■ **Work instructions**
Copy down the listing below exactly, please, including every line.

** Data in this exercise follows **

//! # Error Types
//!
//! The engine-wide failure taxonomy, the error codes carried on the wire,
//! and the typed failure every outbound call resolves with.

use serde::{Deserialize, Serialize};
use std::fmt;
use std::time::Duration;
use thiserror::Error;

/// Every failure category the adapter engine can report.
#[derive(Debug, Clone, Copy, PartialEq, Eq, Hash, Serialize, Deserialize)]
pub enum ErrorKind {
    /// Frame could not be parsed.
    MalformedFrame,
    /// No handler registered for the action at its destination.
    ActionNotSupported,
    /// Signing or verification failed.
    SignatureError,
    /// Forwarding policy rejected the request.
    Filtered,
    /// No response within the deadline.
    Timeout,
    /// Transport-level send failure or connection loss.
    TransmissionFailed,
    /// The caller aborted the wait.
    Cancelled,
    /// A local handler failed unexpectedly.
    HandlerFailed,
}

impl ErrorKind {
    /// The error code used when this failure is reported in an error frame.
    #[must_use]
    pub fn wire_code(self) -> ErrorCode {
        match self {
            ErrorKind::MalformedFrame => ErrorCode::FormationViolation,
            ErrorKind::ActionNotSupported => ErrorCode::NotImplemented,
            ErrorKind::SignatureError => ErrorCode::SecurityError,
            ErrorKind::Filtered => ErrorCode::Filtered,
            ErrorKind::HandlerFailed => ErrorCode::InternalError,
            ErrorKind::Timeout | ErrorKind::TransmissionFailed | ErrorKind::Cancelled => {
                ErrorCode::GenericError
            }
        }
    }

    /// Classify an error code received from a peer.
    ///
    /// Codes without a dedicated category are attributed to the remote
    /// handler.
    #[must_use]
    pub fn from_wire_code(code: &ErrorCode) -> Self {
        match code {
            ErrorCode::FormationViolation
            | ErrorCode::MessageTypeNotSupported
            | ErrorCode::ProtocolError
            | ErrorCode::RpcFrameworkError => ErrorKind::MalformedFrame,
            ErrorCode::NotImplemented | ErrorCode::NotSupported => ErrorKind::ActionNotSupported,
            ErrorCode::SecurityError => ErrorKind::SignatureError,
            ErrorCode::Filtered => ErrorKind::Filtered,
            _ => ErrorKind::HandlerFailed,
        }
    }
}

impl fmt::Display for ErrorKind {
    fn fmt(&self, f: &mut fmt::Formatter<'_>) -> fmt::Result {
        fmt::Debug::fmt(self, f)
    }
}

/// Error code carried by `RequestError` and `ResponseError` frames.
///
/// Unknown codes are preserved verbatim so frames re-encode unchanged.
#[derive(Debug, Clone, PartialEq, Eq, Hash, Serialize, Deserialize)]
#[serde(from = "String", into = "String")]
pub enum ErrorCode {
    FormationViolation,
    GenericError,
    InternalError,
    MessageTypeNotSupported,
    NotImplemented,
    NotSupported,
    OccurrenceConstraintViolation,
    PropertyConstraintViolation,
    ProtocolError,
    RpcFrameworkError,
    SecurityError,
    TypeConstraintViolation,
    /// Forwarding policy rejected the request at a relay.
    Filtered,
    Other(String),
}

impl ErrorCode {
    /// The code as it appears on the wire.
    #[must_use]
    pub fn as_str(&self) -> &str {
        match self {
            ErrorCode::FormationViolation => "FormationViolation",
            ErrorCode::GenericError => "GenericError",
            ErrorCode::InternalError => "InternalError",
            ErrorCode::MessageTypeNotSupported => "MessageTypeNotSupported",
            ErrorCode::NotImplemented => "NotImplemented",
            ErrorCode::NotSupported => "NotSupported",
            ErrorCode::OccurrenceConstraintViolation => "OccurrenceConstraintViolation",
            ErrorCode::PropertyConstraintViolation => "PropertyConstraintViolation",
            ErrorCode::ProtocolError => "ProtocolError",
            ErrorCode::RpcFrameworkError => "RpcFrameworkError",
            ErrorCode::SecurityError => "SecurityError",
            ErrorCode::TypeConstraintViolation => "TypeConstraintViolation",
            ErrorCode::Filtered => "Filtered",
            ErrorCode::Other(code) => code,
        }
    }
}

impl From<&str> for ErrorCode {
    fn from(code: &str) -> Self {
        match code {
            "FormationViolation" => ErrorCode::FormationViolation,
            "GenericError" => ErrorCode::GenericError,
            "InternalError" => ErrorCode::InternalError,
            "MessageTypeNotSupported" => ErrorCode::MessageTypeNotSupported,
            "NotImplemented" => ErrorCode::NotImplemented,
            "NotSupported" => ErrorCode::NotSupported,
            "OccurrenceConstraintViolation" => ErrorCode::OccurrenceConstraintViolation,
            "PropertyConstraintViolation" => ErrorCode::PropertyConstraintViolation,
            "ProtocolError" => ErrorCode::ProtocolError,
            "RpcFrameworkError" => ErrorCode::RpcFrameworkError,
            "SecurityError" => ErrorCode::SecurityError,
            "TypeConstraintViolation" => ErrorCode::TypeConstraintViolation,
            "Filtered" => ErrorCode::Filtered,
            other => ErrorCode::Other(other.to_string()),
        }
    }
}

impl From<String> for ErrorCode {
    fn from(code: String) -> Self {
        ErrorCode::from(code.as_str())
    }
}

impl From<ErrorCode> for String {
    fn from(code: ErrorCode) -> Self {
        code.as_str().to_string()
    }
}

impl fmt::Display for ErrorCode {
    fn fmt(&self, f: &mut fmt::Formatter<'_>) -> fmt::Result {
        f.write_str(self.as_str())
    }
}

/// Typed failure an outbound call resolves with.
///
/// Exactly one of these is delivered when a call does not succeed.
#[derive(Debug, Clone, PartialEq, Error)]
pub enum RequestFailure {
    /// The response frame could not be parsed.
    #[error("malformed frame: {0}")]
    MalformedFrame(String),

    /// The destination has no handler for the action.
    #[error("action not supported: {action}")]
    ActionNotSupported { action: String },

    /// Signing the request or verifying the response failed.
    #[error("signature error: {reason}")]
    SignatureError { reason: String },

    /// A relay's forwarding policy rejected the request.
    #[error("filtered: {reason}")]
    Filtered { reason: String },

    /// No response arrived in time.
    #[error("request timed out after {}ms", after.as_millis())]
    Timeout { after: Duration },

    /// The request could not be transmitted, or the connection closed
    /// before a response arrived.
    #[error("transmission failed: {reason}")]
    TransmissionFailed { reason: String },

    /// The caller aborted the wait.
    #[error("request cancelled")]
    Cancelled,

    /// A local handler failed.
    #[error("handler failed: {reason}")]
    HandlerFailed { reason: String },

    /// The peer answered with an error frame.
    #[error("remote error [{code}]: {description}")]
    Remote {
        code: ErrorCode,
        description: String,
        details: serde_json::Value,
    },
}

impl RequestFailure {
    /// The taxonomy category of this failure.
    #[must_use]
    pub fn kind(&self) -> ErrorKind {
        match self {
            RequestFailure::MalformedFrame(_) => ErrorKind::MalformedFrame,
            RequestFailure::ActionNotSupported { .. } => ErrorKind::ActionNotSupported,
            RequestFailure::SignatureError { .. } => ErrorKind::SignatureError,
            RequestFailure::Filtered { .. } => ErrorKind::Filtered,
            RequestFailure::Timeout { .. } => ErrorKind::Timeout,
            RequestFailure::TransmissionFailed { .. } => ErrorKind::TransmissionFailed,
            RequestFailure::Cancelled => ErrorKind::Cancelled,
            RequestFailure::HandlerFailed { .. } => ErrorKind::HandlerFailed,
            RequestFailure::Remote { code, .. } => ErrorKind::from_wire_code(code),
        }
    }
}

** End of Data in this exercise **

■ **The completed task**
//! # Error Types
//!
//! The engine-wide failure taxonomy, the error codes carried on the wire,
//! and the typed failure every outbound call resolves with.

use serde::{Deserialize, Serialize};
use std::fmt;
use std::time::Duration;
use thiserror::Error;

/// Every failure category the adapter engine can report.
#[derive(Debug, Clone, Copy, PartialEq, Eq, Hash, Serialize, Deserialize)]
pub enum ErrorKind {
    /// Frame could not be parsed.
    MalformedFrame,
    /// No handler registered for the action at its destination.
    ActionNotSupported,
    /// Signing or verification failed.
    SignatureError,
    /// Forwarding policy rejected the request.
    Filtered,
    /// No response within the deadline.
    Timeout,
    /// Transport-level send failure or connection loss.
    TransmissionFailed,
    /// The caller aborted the wait.
    Cancelled,
    /// A local handler failed unexpectedly.
    HandlerFailed,
}

impl ErrorKind {
    /// The error code used when this failure is reported in an error frame.
    #[must_use]
    pub fn wire_code(self) -> ErrorCode {
        match self {
            ErrorKind::MalformedFrame => ErrorCode::FormationViolation,
            ErrorKind::ActionNotSupported => ErrorCode::NotImplemented,
            ErrorKind::SignatureError => ErrorCode::SecurityError,
            ErrorKind::Filtered => ErrorCode::Filtered,
            ErrorKind::HandlerFailed => ErrorCode::InternalError,
            ErrorKind::Timeout | ErrorKind::TransmissionFailed | ErrorKind::Cancelled => {
                ErrorCode::GenericError
            }
        }
    }

    /// Classify an error code received from a peer.
    ///
    /// Codes without a dedicated category are attributed to the remote
    /// handler.
    #[must_use]
    pub fn from_wire_code(code: &ErrorCode) -> Self {
        match code {
            ErrorCode::FormationViolation
            | ErrorCode::MessageTypeNotSupported
            | ErrorCode::ProtocolError
            | ErrorCode::RpcFrameworkError => ErrorKind::MalformedFrame,
            ErrorCode::NotImplemented | ErrorCode::NotSupported => ErrorKind::ActionNotSupported,
            ErrorCode::SecurityError => ErrorKind::SignatureError,
            ErrorCode::Filtered => ErrorKind::Filtered,
            _ => ErrorKind::HandlerFailed,
        }
    }
}

impl fmt::Display for ErrorKind {
    fn fmt(&self, f: &mut fmt::Formatter<'_>) -> fmt::Result {
        fmt::Debug::fmt(self, f)
    }
}

/// Error code carried by `RequestError` and `ResponseError` frames.
///
/// Unknown codes are preserved verbatim so frames re-encode unchanged.
#[derive(Debug, Clone, PartialEq, Eq, Hash, Serialize, Deserialize)]
#[serde(from = "String", into = "String")]
pub enum ErrorCode {
    FormationViolation,
    GenericError,
    InternalError,
    MessageTypeNotSupported,
    NotImplemented,
    NotSupported,
    OccurrenceConstraintViolation,
    PropertyConstraintViolation,
    ProtocolError,
    RpcFrameworkError,
    SecurityError,
    TypeConstraintViolation,
    /// Forwarding policy rejected the request at a relay.
    Filtered,
    Other(String),
}

impl ErrorCode {
    /// The code as it appears on the wire.
    #[must_use]
    pub fn as_str(&self) -> &str {
        match self {
            ErrorCode::FormationViolation => "FormationViolation",
            ErrorCode::GenericError => "GenericError",
            ErrorCode::InternalError => "InternalError",
            ErrorCode::MessageTypeNotSupported => "MessageTypeNotSupported",
            ErrorCode::NotImplemented => "NotImplemented",
            ErrorCode::NotSupported => "NotSupported",
            ErrorCode::OccurrenceConstraintViolation => "OccurrenceConstraintViolation",
            ErrorCode::PropertyConstraintViolation => "PropertyConstraintViolation",
            ErrorCode::ProtocolError => "ProtocolError",
            ErrorCode::RpcFrameworkError => "RpcFrameworkError",
            ErrorCode::SecurityError => "SecurityError",
            ErrorCode::TypeConstraintViolation => "TypeConstraintViolation",
            ErrorCode::Filtered => "Filtered",
            ErrorCode::Other(code) => code,
        }
    }
}

impl From<&str> for ErrorCode {
    fn from(code: &str) -> Self {
        match code {
            "FormationViolation" => ErrorCode::FormationViolation,
            "GenericError" => ErrorCode::GenericError,
            "InternalError" => ErrorCode::InternalError,
            "MessageTypeNotSupported" => ErrorCode::MessageTypeNotSupported,
            "NotImplemented" => ErrorCode::NotImplemented,
            "NotSupported" => ErrorCode::NotSupported,
            "OccurrenceConstraintViolation" => ErrorCode::OccurrenceConstraintViolation,
            "PropertyConstraintViolation" => ErrorCode::PropertyConstraintViolation,
            "ProtocolError" => ErrorCode::ProtocolError,
            "RpcFrameworkError" => ErrorCode::RpcFrameworkError,
            "SecurityError" => ErrorCode::SecurityError,
            "TypeConstraintViolation" => ErrorCode::TypeConstraintViolation,
            "Filtered" => ErrorCode::Filtered,
            other => ErrorCode::Other(other.to_string()),
        }
    }
}

impl From<String> for ErrorCode {
    fn from(code: String) -> Self {
        ErrorCode::from(code.as_str())
    }
}

impl From<ErrorCode> for String {
    fn from(code: ErrorCode) -> Self {
        code.as_str().to_string()
    }
}

impl fmt::Display for ErrorCode {
    fn fmt(&self, f: &mut fmt::Formatter<'_>) -> fmt::Result {
        f.write_str(self.as_str())
    }
}

/// Typed failure an outbound call resolves with.
///
/// Exactly one of these is delivered when a call does not succeed.
#[derive(Debug, Clone, PartialEq, Error)]
pub enum RequestFailure {
    /// The response frame could not be parsed.
    #[error("malformed frame: {0}")]
    MalformedFrame(String),

    /// The destination has no handler for the action.
    #[error("action not supported: {action}")]
    ActionNotSupported { action: String },

    /// Signing the request or verifying the response failed.
    #[error("signature error: {reason}")]
    SignatureError { reason: String },

    /// A relay's forwarding policy rejected the request.
    #[error("filtered: {reason}")]
    Filtered { reason: String },

    /// No response arrived in time.
    #[error("request timed out after {}ms", after.as_millis())]
    Timeout { after: Duration },

    /// The request could not be transmitted, or the connection closed
    /// before a response arrived.
    #[error("transmission failed: {reason}")]
    TransmissionFailed { reason: String },

    /// The caller aborted the wait.
    #[error("request cancelled")]
    Cancelled,

    /// A local handler failed.
    #[error("handler failed: {reason}")]
    HandlerFailed { reason: String },

    /// The peer answered with an error frame.
    #[error("remote error [{code}]: {description}")]
    Remote {
        code: ErrorCode,
        description: String,
        details: serde_json::Value,
    },
}

impl RequestFailure {
    /// The taxonomy category of this failure.
    #[must_use]
    pub fn kind(&self) -> ErrorKind {
        match self {
            RequestFailure::MalformedFrame(_) => ErrorKind::MalformedFrame,
            RequestFailure::ActionNotSupported { .. } => ErrorKind::ActionNotSupported,
            RequestFailure::SignatureError { .. } => ErrorKind::SignatureError,
            RequestFailure::Filtered { .. } => ErrorKind::Filtered,
            RequestFailure::Timeout { .. } => ErrorKind::Timeout,
            RequestFailure::TransmissionFailed { .. } => ErrorKind::TransmissionFailed,
            RequestFailure::Cancelled => ErrorKind::Cancelled,
            RequestFailure::HandlerFailed { .. } => ErrorKind::HandlerFailed,
            RequestFailure::Remote { code, .. } => ErrorKind::from_wire_code(code),
        }
    }
}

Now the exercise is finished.